Limitations and Future Research
This study has several limitations. First, self-report measures may introduce recall bias, although objective tracking (eg, app-based data) could validate the findings [43]. Second, the cross-sectional design precludes causal inference, and reverse pathways cannot be ruled out. Third, uneven sex distribution may limit generalizability. Fourth, the selected time windows for mobile phone use and NSSI may limit the capture of long-term associations. Fifth, participant recruitment was conducted exclusively in China. Cultural context may limit the generalizability of the findings to university students in other countries.

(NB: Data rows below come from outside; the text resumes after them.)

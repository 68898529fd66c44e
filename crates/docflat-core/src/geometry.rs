// SPDX-License-Identifier: PMPL-1.0-or-later
// Copyright (c) 2026 Jonathan D.A. Jewell (hyperpolymath) <jonathan.jewell@open.ac.uk>
//
// Document geometry — points, quadrilaterals, and the mapping between the
// original photo's pixel space and a letterboxed on-screen preview.

use serde::{Deserialize, Serialize};

/// Area (in square pixels) below which a quadrilateral is treated as flat.
pub const DEGENERATE_AREA_EPSILON: f64 = 1e-6;

/// Distance below which two corners are considered the same point.
pub const COINCIDENT_EPSILON: f64 = 1e-9;

/// A 2D coordinate in either original-image or preview space.
#[derive(Debug, Clone, Copy, PartialEq, Default, Serialize, Deserialize)]
pub struct Point {
    pub x: f64,
    pub y: f64,
}

impl Point {
    pub const fn new(x: f64, y: f64) -> Self {
        Self { x, y }
    }

    /// Euclidean distance to `other`.
    pub fn distance(&self, other: &Point) -> f64 {
        (self.x - other.x).hypot(self.y - other.y)
    }

    /// Shift the point by `(dx, dy)`.
    pub fn translate(&self, dx: f64, dy: f64) -> Self {
        Self::new(self.x + dx, self.y + dy)
    }

    /// Multiply both coordinates by `factor`.
    pub fn scale(&self, factor: f64) -> Self {
        Self::new(self.x * factor, self.y * factor)
    }

    pub fn is_finite(&self) -> bool {
        self.x.is_finite() && self.y.is_finite()
    }

    /// Single-precision pair, as expected by `imageproc`.
    pub fn to_f32_pair(&self) -> (f32, f32) {
        (self.x as f32, self.y as f32)
    }
}

/// The four corners of a document, in clockwise order starting top-left.
///
/// A `Quad` is a plain value. Mapping it into another coordinate space
/// returns a new `Quad`; nothing is mutated in place.
#[derive(Debug, Clone, Copy, PartialEq, Serialize, Deserialize)]
pub struct Quad {
    pub top_left: Point,
    pub top_right: Point,
    pub bottom_right: Point,
    pub bottom_left: Point,
}

impl Quad {
    pub const fn new(
        top_left: Point,
        top_right: Point,
        bottom_right: Point,
        bottom_left: Point,
    ) -> Self {
        Self {
            top_left,
            top_right,
            bottom_right,
            bottom_left,
        }
    }

    /// An axis-aligned rectangle spanning `(left, top)` to `(right, bottom)`.
    pub fn rect(left: f64, top: f64, right: f64, bottom: f64) -> Self {
        Self::new(
            Point::new(left, top),
            Point::new(right, top),
            Point::new(right, bottom),
            Point::new(left, bottom),
        )
    }

    /// Corners in winding order: top-left, top-right, bottom-right, bottom-left.
    pub fn corners(&self) -> [Point; 4] {
        [
            self.top_left,
            self.top_right,
            self.bottom_right,
            self.bottom_left,
        ]
    }

    /// Apply `f` to every corner, preserving the winding order.
    pub fn map_points(&self, f: impl Fn(Point) -> Point) -> Self {
        Self::new(
            f(self.top_left),
            f(self.top_right),
            f(self.bottom_right),
            f(self.bottom_left),
        )
    }

    pub fn translate(&self, dx: f64, dy: f64) -> Self {
        self.map_points(|p| p.translate(dx, dy))
    }

    pub fn scale(&self, factor: f64) -> Self {
        self.map_points(|p| p.scale(factor))
    }

    /// Length of the top edge (top-left to top-right).
    pub fn top_edge(&self) -> f64 {
        self.top_left.distance(&self.top_right)
    }

    /// Length of the bottom edge (bottom-left to bottom-right).
    pub fn bottom_edge(&self) -> f64 {
        self.bottom_left.distance(&self.bottom_right)
    }

    /// Length of the left edge (top-left to bottom-left).
    pub fn left_edge(&self) -> f64 {
        self.top_left.distance(&self.bottom_left)
    }

    /// Length of the right edge (top-right to bottom-right).
    pub fn right_edge(&self) -> f64 {
        self.top_right.distance(&self.bottom_right)
    }

    /// Enclosed area via the shoelace formula. Always non-negative.
    pub fn area(&self) -> f64 {
        let corners = self.corners();
        let mut twice_area = 0.0;
        for i in 0..corners.len() {
            let j = (i + 1) % corners.len();
            twice_area += corners[i].x * corners[j].y;
            twice_area -= corners[j].x * corners[i].y;
        }
        twice_area.abs() / 2.0
    }

    /// True when the quad encloses no usable area, has coincident adjacent
    /// corners, or contains a non-finite coordinate.
    pub fn is_degenerate(&self) -> bool {
        let corners = self.corners();
        if corners.iter().any(|p| !p.is_finite()) {
            return true;
        }
        let coincident = (0..4).any(|i| {
            corners[i].distance(&corners[(i + 1) % 4]) <= COINCIDENT_EPSILON
        });
        coincident || self.area() <= DEGENERATE_AREA_EPSILON
    }

    /// Map a quad from original-image space into preview space.
    ///
    /// Each corner is scaled by `scale_factor` and then shifted by the
    /// letterbox offset `(bounds.left, bounds.top)`.
    pub fn map_original_to_preview(&self, bounds: &PreviewBounds, scale_factor: f64) -> Self {
        self.map_points(|p| p.scale(scale_factor).translate(bounds.left, bounds.top))
    }

    /// Map a quad from preview space back into original-image space.
    ///
    /// Inverse of [`Quad::map_original_to_preview`] when called with
    /// `1.0 / scale_factor`.
    pub fn map_preview_to_original(
        &self,
        bounds: &PreviewBounds,
        inverse_scale_factor: f64,
    ) -> Self {
        self.map_points(|p| {
            p.translate(-bounds.left, -bounds.top)
                .scale(inverse_scale_factor)
        })
    }
}

/// Where a scaled image sits inside a fixed-size preview container.
///
/// `left`/`top` are the letterbox margins; `width`/`height` the rendered
/// image size.
#[derive(Debug, Clone, Copy, PartialEq, Serialize, Deserialize)]
pub struct PreviewBounds {
    pub left: f64,
    pub top: f64,
    pub width: f64,
    pub height: f64,
    /// Height of the source image the bounds were fitted for.
    pub original_height: f64,
}

impl PreviewBounds {
    /// Fit an `image_width` x `image_height` image into a
    /// `container_width` x `container_height` preview, preserving aspect
    /// ratio and centering it on whichever axis has slack.
    pub fn fit(
        container_width: f64,
        container_height: f64,
        image_width: f64,
        image_height: f64,
    ) -> Self {
        let scale = (container_width / image_width).min(container_height / image_height);
        let width = image_width * scale;
        let height = image_height * scale;
        Self {
            left: (container_width - width) / 2.0,
            top: (container_height - height) / 2.0,
            width,
            height,
            original_height: image_height,
        }
    }

    /// `rendered height / original height`, the factor for
    /// [`Quad::map_original_to_preview`].
    pub fn scale_factor(&self) -> f64 {
        self.height / self.original_height
    }

    /// Reciprocal of [`PreviewBounds::scale_factor`].
    pub fn inverse_scale_factor(&self) -> f64 {
        self.original_height / self.height
    }
}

Sixth, despite adjustments for potential confounders in the models, residual confounding may persist due to unmeasured variables influencing both mobile phone use duration and NSSI risk. Future research should (1) adopt longitudinal designs with extended time windows to clarify causality, disentangle pathways, and capture long-term associations; (2) include unmeasured variables to mitigate confounding and explore mediators, such as sleep quality, emotion regulation neural circuitry, and content exposure; (3) include sex-balanced and culturally diverse samples from varied geographic regions to enhance generalizability across groups and contexts; and (4) conduct randomized interventions to evaluate protocols in university student cohorts.
Conclusions
This cross-sectional study demonstrates that prolonged presleep mobile phone use (>60 minutes per day) and postwake mobile phone use (>30 minutes per day) exhibit significant associations with NSSI, with the latter showing slightly weaker stability in categorical analyses. No significant sex differences were observed. Consequently, prolonged presleep and postwake mobile phone use represent modifiable risk factors, necessitating longitudinal studies to establish causality, elucidate underlying mechanisms, and inform targeted interventions.